AllChars for Windows

As you may have gathered by perusing this site a bit, we’re a family of American missionaries in France. Before living in France, speaking in French (still suspect) and typing in French, we were concerned only with English (or “American” to be more precise). Both my wife and I learned to touch type in America and English uses very few accents and special characters on their letters.

As we started to learn French and communicate in French, it became necessary to type in French. When typing in French it is necessary often to use accents on letters (and sometimes it even affects the pronunciation…but that’s another rant for another day). In our searching for the best way to accomplish accenting letters correctly we came across any number of kludgy solutions and solutions that only worked in certain applications. Finally, we came across “AllChars for Windows”. This is, in my opinion, a little-known but ideal solution for what we were trying to achieve: Keep our familiar QWERTY layout and easily add accents in any application in a Windows environment. AllChars delivers!

AllChars, written by Jeroen Laarhoven, is a system-resident (just put it in your Startup folder) freeware application that sits in your system tray and waits to see if you press the Ctrl key. If you do, it waits to see if the next key you press falls within its vast list of special key sequences. If it does, then it waits to see if the next key you press finishes one of its special key sequences. If so, it puts in the special character that represents that key sequence. Note, that you donot have to hold down three keys at one time. You type them in sequence. This is what I find the best about this program, additionally that it’s pretty intuitive in its combination of key sequences to produce the special characters. This allows me to type “QWERTY”-style as I’m used to, whether typing in French or English. It has, of course accents and special characters that would help in typing most all western languages.
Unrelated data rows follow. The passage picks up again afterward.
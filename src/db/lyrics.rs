//! Lyrics persistence.
//!
//! One lyrics row per song; on conflict the content is replaced wholesale
//! and `last_updated` bumped. Content fidelity is byte-for-byte: whatever
//! the parser produced is what reads return.

use crate::error::Result;
use crate::models::Lyrics;
use sqlx::{Row, SqlitePool};

fn from_row(row: &sqlx::sqlite::SqliteRow) -> Lyrics {
    Lyrics {
        id: row.get("id"),
        song_id: row.get("song_id"),
        content: row.get("content"),
        last_updated: row.get("last_updated"),
    }
}

/// Insert lyrics, or replace content entirely if the song already has a row.
pub async fn upsert(pool: &SqlitePool, song_id: i64, content: &str) -> Result<Lyrics> {
    let row = sqlx::query(
        r#"
        INSERT INTO lyrics (song_id, content)
        VALUES (?, ?)
        ON CONFLICT(song_id) DO UPDATE SET
            content = excluded.content,
            last_updated = CURRENT_TIMESTAMP
        RETURNING id, song_id, content, last_updated
        "#,
    )
    .bind(song_id)
    .bind(content)
    .fetch_one(pool)
    .await?;

    Ok(from_row(&row))
}

pub async fn by_song(pool: &SqlitePool, song_id: i64) -> Result<Option<Lyrics>> {
    let row = sqlx::query("SELECT id, song_id, content, last_updated FROM lyrics WHERE song_id = ?")
        .bind(song_id)
        .fetch_optional(pool)
        .await?;

    Ok(row.as_ref().map(from_row))
}

/// Persist the refreshed song view count and the lyrics row together.
///
/// The lyrics phase commits both or neither, so an interruption can never
/// leave a song with bumped views but missing lyrics.
pub async fn commit(pool: &SqlitePool, song_id: i64, views: i64, content: &str) -> Result<Lyrics> {
    let mut tx = pool.begin().await?;

    sqlx::query("UPDATE songs SET views = ? WHERE id = ?")
        .bind(views)
        .bind(song_id)
        .execute(&mut *tx)
        .await?;

    let row = sqlx::query(
        r#"
        INSERT INTO lyrics (song_id, content)
        VALUES (?, ?)
        ON CONFLICT(song_id) DO UPDATE SET
            content = excluded.content,
            last_updated = CURRENT_TIMESTAMP
        RETURNING id, song_id, content, last_updated
        "#,
    )
    .bind(song_id)
    .bind(content)
    .fetch_one(&mut *tx)
    .await?;

    tx.commit().await?;

    Ok(from_row(&row))
}

#[cfg(test)]
mod tests {
    use super::*;
    use crate::db::{artists, songs, test_pool};

    async fn seeded_song(pool: &SqlitePool) -> i64 {
        let artist = artists::upsert(pool, "A", "a", 0).await.unwrap();
        songs::upsert(pool, "Song", "song", artist.id, 0)
            .await
            .unwrap()
            .id
    }

    #[tokio::test]
    async fn content_round_trips_byte_identical() {
        let pool = test_pool().await;
        let song_id = seeded_song(&pool).await;

        let content = "First line\nSecond line\n\nFourth line after empty line\nLast line";
        upsert(&pool, song_id, content).await.unwrap();

        let stored = by_song(&pool, song_id).await.unwrap().unwrap();
        assert_eq!(stored.content, content);
    }

    #[tokio::test]
    async fn conflict_replaces_content_wholesale() {
        let pool = test_pool().await;
        let song_id = seeded_song(&pool).await;

        let first = upsert(&pool, song_id, "old text").await.unwrap();
        let second = upsert(&pool, song_id, "new text").await.unwrap();

        assert_eq!(second.id, first.id);
        assert_eq!(second.content, "new text");

        // Still exactly one row for the song
        let count: i64 = sqlx::query_scalar("SELECT COUNT(*) FROM lyrics WHERE song_id = ?")
            .bind(song_id)
            .fetch_one(&pool)
            .await
            .unwrap();
        assert_eq!(count, 1);
    }

    #[tokio::test]
    async fn commit_updates_views_and_lyrics_together() {
        let pool = test_pool().await;
        let song_id = seeded_song(&pool).await;

        commit(&pool, song_id, 4321, "letra completa").await.unwrap();

        let song = songs::by_id(&pool, song_id).await.unwrap().unwrap();
        assert_eq!(song.views, 4321);
        let stored = by_song(&pool, song_id).await.unwrap().unwrap();
        assert_eq!(stored.content, "letra completa");
    }
}
//! Rate-limited HTTP fetching with retry.
//!
//! One long-lived `reqwest::Client` per run, a semaphore permit pool
//! bounding in-flight requests, and exponential backoff between attempts.
//! The permit pool is the single throttling point for the whole pipeline:
//! phase workers all fetch through here.

use crate::config::Config;
use crate::error::{Error, Result};
use rand::Rng;
use std::sync::Arc;
use std::time::Duration;
use tokio::sync::Semaphore;

const USER_AGENT: &str = "Mozilla/5.0 (compatible; Letras/0.1)";
const MAX_ATTEMPTS: u32 = 3;
const BACKOFF_BASE_SECS: u64 = 4;
const BACKOFF_CAP_SECS: u64 = 10;
const JITTER_MAX_MS: u64 = 500;

/// HTTP fetcher bounded by a fixed permit count.
pub struct Fetcher {
    client: reqwest::Client,
    permits: Arc<Semaphore>,
    base_url: String,
}

impl Fetcher {
    pub fn new(config: &Config) -> Result<Self> {
        let client = reqwest::Client::builder()
            .user_agent(USER_AGENT)
            .timeout(Duration::from_secs(config.timeout_secs))
            .build()
            .map_err(|e| Error::Connection(e.to_string()))?;

        Ok(Self {
            client,
            permits: Arc::new(Semaphore::new(config.max_workers)),
            base_url: config.base_url.trim_end_matches('/').to_string(),
        })
    }

    /// Number of permits in the pool (phase workers size their fan-out off this).
    pub fn permit_count(&self) -> usize {
        self.permits.available_permits()
    }

    /// GET `base_url` + `path`, holding a permit for the duration.
    ///
    /// Each request is attempted up to three times with exponential backoff
    /// on any transport failure; the final error propagates to the caller,
    /// which decides between skipping the unit of work and aborting.
    pub async fn fetch(&self, path: &str) -> Result<String> {
        let _permit = self
            .permits
            .acquire()
            .await
            .map_err(|_| Error::Internal("permit pool closed".to_string()))?;

        let url = format!("{}{}", self.base_url, path);
        let mut attempt = 1;

        loop {
            match self.try_get(&url, path).await {
                Ok(body) => return Ok(body),
                Err(e) if e.is_retryable() && attempt < MAX_ATTEMPTS => {
                    let delay = backoff_delay(attempt);
                    tracing::warn!(
                        path = %path,
                        attempt = attempt,
                        delay_ms = delay.as_millis() as u64,
                        error = %e,
                        "Fetch failed, retrying"
                    );
                    tokio::time::sleep(delay).await;
                    attempt += 1;
                }
                Err(e) => return Err(e),
            }
        }
    }

    async fn try_get(&self, url: &str, path: &str) -> Result<String> {
        let response = self.client.get(url).send().await.map_err(|e| {
            if e.is_timeout() {
                Error::Timeout(path.to_string())
            } else {
                Error::Connection(e.to_string())
            }
        })?;

        let status = response.status();
        if !status.is_success() {
            return Err(Error::HttpStatus {
                status: status.as_u16(),
                path: path.to_string(),
            });
        }

        response
            .text()
            .await
            .map_err(|e| Error::Connection(e.to_string()))
    }
}

/// Exponential backoff: 4s, 8s, ... capped at 10s, plus up to 500ms jitter.
fn backoff_delay(attempt: u32) -> Duration {
    let exp = BACKOFF_BASE_SECS.saturating_mul(1 << (attempt - 1).min(8));
    let capped = exp.min(BACKOFF_CAP_SECS);
    let jitter = rand::thread_rng().gen_range(0..=JITTER_MAX_MS);
    Duration::from_secs(capped) + Duration::from_millis(jitter)
}

#[cfg(test)]
mod tests {
    use super::*;

    #[test]
    fn backoff_grows_and_caps() {
        let first = backoff_delay(1);
        let second = backoff_delay(2);
        let third = backoff_delay(3);

        assert!(first >= Duration::from_secs(4));
        assert!(first < Duration::from_secs(5));
        assert!(second >= Duration::from_secs(8));
        assert!(second < Duration::from_secs(9));
        // Capped at 10s (+ jitter), not 16s
        assert!(third >= Duration::from_secs(10));
        assert!(third < Duration::from_secs(11));
    }

    #[test]
    fn permit_pool_sized_from_config() {
        let config = Config {
            max_workers: 7,
            ..Config::default()
        };
        let fetcher = Fetcher::new(&config).unwrap();
        assert_eq!(fetcher.permit_count(), 7);
    }

    #[tokio::test]
    async fn permits_bound_concurrency() {
        let config = Config {
            max_workers: 2,
            ..Config::default()
        };
        let fetcher = Fetcher::new(&config).unwrap();

        let first = fetcher.permits.clone().acquire_owned().await.unwrap();
        let _second = fetcher.permits.clone().acquire_owned().await.unwrap();
        assert_eq!(fetcher.permit_count(), 0);

        drop(first);
        assert_eq!(fetcher.permit_count(), 1);
    }
}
You can also add your own key sequences and substitution results (which can be whole phrases…not just letters). So it becomes a Windows-wide “quick macro tool”. These can be user-defined sequences can be encrypted too, so that you can store password substitution in it as well (though there are better tools for that task out there).

The two problems I’ve had with AllChars are that Corel Draw applications (at least version 12) will crash when it’s enabled (you can enable and disable it easily). We have to disable AllChars to work in Corel. The other problem is that for some reason it rarely works with Microsoft Publisher (at least version 2000). Don’t know why.